═══ Recorded data

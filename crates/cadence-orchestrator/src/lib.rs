// SPDX-FileCopyrightText: 2026 Cadence Contributors
// SPDX-License-Identifier: MIT OR Apache-2.0

//! Orchestrator for the Cadence nurturing engine.
//!
//! The [`Orchestrator`] is the single coordinator that:
//! - Claims due follow-ups on a fixed tick and on presence changes
//! - Gates each contact through the fatigue controller
//! - Defers contacts the timing recommender can place better
//! - Builds tasks from the strategy selector's decision
//! - Executes them in a bounded worker pool (auto) or waits for a human (semi-auto)
//! - Records outcomes and re-arms the next follow-up
//!
//! Every per-lead mutation happens under that lead's lock. Only content
//! generation and sending run outside it.

pub mod collaborators;
mod confirmation;
pub mod events;
mod execution;
mod inbound;
mod lifecycle;
mod locks;
mod orchestrator;
mod outcome;
pub mod shutdown;
pub mod snapshot;

pub use collaborators::{AdapterHealth, Collaborators};
pub use events::{event_channel, OrchestratorEvent};
pub use inbound::InboundOutcome;
pub use lifecycle::DisableReport;
pub use orchestrator::{EntryOutcome, Orchestrator, TickReport};
pub use snapshot::QueueSnapshot;

/// Reasons recorded on skipped entries and tasks.
pub mod reasons {
    pub const LEAD_NOT_FOUND: &str = "lead-not-found";
    pub const NURTURING_DISABLED: &str = "nurturing-disabled";
    pub const LEAD_HALTED: &str = "lead-halted";
    pub const TASK_IN_FLIGHT: &str = "task-in-flight";
    pub const NOT_CONTACTABLE: &str = "not-contactable";
    pub const CHANNEL_NOT_ALLOWED: &str = "channel-not-allowed";
    pub const INTERRUPTED: &str = "interrupted";
    pub const OPERATOR_SKIPPED: &str = "operator-skipped";
    pub const SENT: &str = "sent";
}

══════

Exercise details.
Beginning with the line that has "mod confirmation;" and ending with the line that has "pub const NOT_CONTACTABLE: &str", set down the lines above exactly and include no others.

Response area.
mod confirmation;
pub mod events;
mod execution;
mod inbound;
mod lifecycle;
mod locks;
mod orchestrator;
mod outcome;
pub mod shutdown;
pub mod snapshot;

pub use collaborators::{AdapterHealth, Collaborators};
pub use events::{event_channel, OrchestratorEvent};
pub use inbound::InboundOutcome;
pub use lifecycle::DisableReport;
pub use orchestrator::{EntryOutcome, Orchestrator, TickReport};
pub use snapshot::QueueSnapshot;

/// Reasons recorded on skipped entries and tasks.
pub mod reasons {
    pub const LEAD_NOT_FOUND: &str = "lead-not-found";
    pub const NURTURING_DISABLED: &str = "nurturing-disabled";
    pub const LEAD_HALTED: &str = "lead-halted";
    pub const TASK_IN_FLIGHT: &str = "task-in-flight";
    pub const NOT_CONTACTABLE: &str = "not-contactable";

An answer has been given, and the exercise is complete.